Accrued expenses are referred to as those expenses that are incurred, but are not paid. In other words, these are expenses which are recorded as expenses in company records, even before payment for the same has been done.
Accrued expenses are short-term liabilities or current liabilities that are recorded in the balance sheet of the company. These are also known as accrued liabilities.
Accused expenses will be recorded in the accounting records only when the company follows the accrual basis of accounting. Accrual accounting is better than cash basis accounting as it helps in revealing a company’s financial position more accurately.
In this system of accounting, the expenses must be recorded in the same accounting period in which it is incurred.

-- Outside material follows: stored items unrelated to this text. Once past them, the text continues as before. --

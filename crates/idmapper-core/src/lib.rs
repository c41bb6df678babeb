//! # idmapper core
//!
//! Periodically refreshed, in-memory ID to name mappings.
//!
//! A cache loads a complete [`Snapshot`] from a [`SnapshotSource`] when it is
//! created and replaces it wholesale on every successful reload. Lookups are
//! served from the current snapshot and stay available while a reload is
//! running; a failed reload keeps serving the previous data.
//!
//! ## Example
//!
//! ```
//! use idmapper_core::{MemorySource, Snapshot, SnapshotCache};
//!
//! # #[tokio::main]
//! # async fn main() -> Result<(), idmapper_core::CacheError> {
//! let source = std::sync::Arc::new(MemorySource::new(
//!     "countries",
//!     Snapshot::from_iter([("sk", "Slovakia"), ("us", "USA")]),
//! ));
//! let cache = SnapshotCache::new(source.clone()).await?;
//! assert_eq!(cache.get("sk").as_deref(), Some("Slovakia"));
//!
//! source.set(Snapshot::from_iter([("sk", "Slovak Republic")]));
//! cache.reload().await?;
//! assert_eq!(cache.get("sk").as_deref(), Some("Slovak Republic"));
//! assert_eq!(cache.get("us"), None);
//! # Ok(())
//! # }
//! ```

pub mod cache;
pub mod error;
pub mod snapshot;
pub mod source;
pub mod state;

// Re-exports
pub use cache::{ActorCache, MappingCache, SnapshotCache};
pub use error::{CacheError, SourceError};
pub use snapshot::Snapshot;
pub use source::{FnSource, MemorySource, SnapshotSource};
pub use state::{ReloadState, ReloadStatus};

/// Returns the crate version.
pub fn version() -> &'static str {
    env!("CARGO_PKG_VERSION")
}
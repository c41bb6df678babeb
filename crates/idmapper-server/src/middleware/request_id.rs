//! `x-request-id` assignment.

use axum::{
    body::Body,
    http::{HeaderMap, HeaderName, HeaderValue, Request, Response},
};
use std::task::{Context, Poll};
use tower::{Layer, Service};
use uuid::Uuid;

/// Header name for request ID.
pub static REQUEST_ID_HEADER: HeaderName = HeaderName::from_static("x-request-id");

/// Reads the request ID from `headers`.
pub fn request_id(headers: &HeaderMap) -> Option<&str> {
    headers.get(&REQUEST_ID_HEADER).and_then(|v| v.to_str().ok())
}

/// Layer that gives every request an ID and echoes it in the response.
#[derive(Clone, Default)]
pub struct RequestIdLayer;

impl<S> Layer<S> for RequestIdLayer {
    type Service = RequestIdMiddleware<S>;

    fn layer(&self, inner: S) -> Self::Service {
        RequestIdMiddleware { inner }
    }
}

/// Keeps an incoming, valid `x-request-id`; otherwise generates a UUIDv7.
#[derive(Clone)]
pub struct RequestIdMiddleware<S> {
    inner: S,
}

impl<S> Service<Request<Body>> for RequestIdMiddleware<S>
where
    S: Service<Request<Body>, Response = Response<Body>> + Clone + Send + 'static,
    S::Future: Send + 'static,
{
    type Response = S::Response;
    type Error = S::Error;
    type Future = std::pin::Pin<
        Box<dyn std::future::Future<Output = Result<Self::Response, Self::Error>> + Send>,
    >;

    fn poll_ready(&mut self, cx: &mut Context<'_>) -> Poll<Result<(), Self::Error>> {
        self.inner.poll_ready(cx)
    }

    fn call(&mut self, mut request: Request<Body>) -> Self::Future {
        let value = match request.headers().get(&REQUEST_ID_HEADER) {
            Some(existing) if !existing.is_empty() && existing.to_str().is_ok() => existing.clone(),
            _ => {
                let generated = HeaderValue::from_str(&Uuid::now_v7().to_string());
                match generated {
                    Ok(value) => value,
                    Err(_) => HeaderValue::from_static("unknown"),
                }
            },
        };

        request
            .headers_mut()
            .insert(REQUEST_ID_HEADER.clone(), value.clone());

        let mut inner = self.inner.clone();

        Box::pin(async move {
            let mut response = inner.call(request).await?;
            response.headers_mut().insert(REQUEST_ID_HEADER.clone(), value);
            Ok(response)
        })
    }
}
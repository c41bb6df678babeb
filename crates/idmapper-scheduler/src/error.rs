//! Error types for the scheduler crate.

use thiserror::Error;

/// Errors that can occur when registering jobs.
#[derive(Debug, Error, PartialEq, Eq)]
pub enum SchedulerError {
    /// Jobs cannot be added between `start` and `stop`.
    #[error("unable to add job to scheduler: scheduler is already running")]
    AlreadyRunning,

    /// Periodic timers need a non-zero period.
    #[error("unable to add job '{name}' to scheduler: interval must be greater than zero")]
    InvalidInterval { name: String },
}
//! Metricas Prometheus del servicio.

pub mod http;
pub mod mapper;
pub mod setup;

pub use mapper::MapperMetrics;
pub use setup::{build_recorder_handle, init_metrics};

Examples of Accrued Expenses
Following are some of the examples of accrued expenses:
- Salaries and wages
- Rent payable
- Interest payable
- Tax payable
Accounting Treatment of Accrued Expenses
The accounting treatment of accrued expenses is as follows:
If Interest payment is due for an amount of ₹1000, then it will be recorded as
Interest Expense Dr. 1000
To Interest payable 1000
When this amount will be paid the accounting entry will be as follows:
Interest Payable Dr. 1000
To Bank 1000
Advantages of Accrued Expenses
- It helps in establishing the real financial position of the company.
- As and when transactions are conducted, it gets recorded in the accounts, which makes it less prone to errors.
- It is a more accurate basis of recording transactions as it is based on the double entry system of accounting.
Disadvantage of Accrued Expenses
- It becomes difficult for accountants to maintain track of the number of transactions taking place in a large business organisation.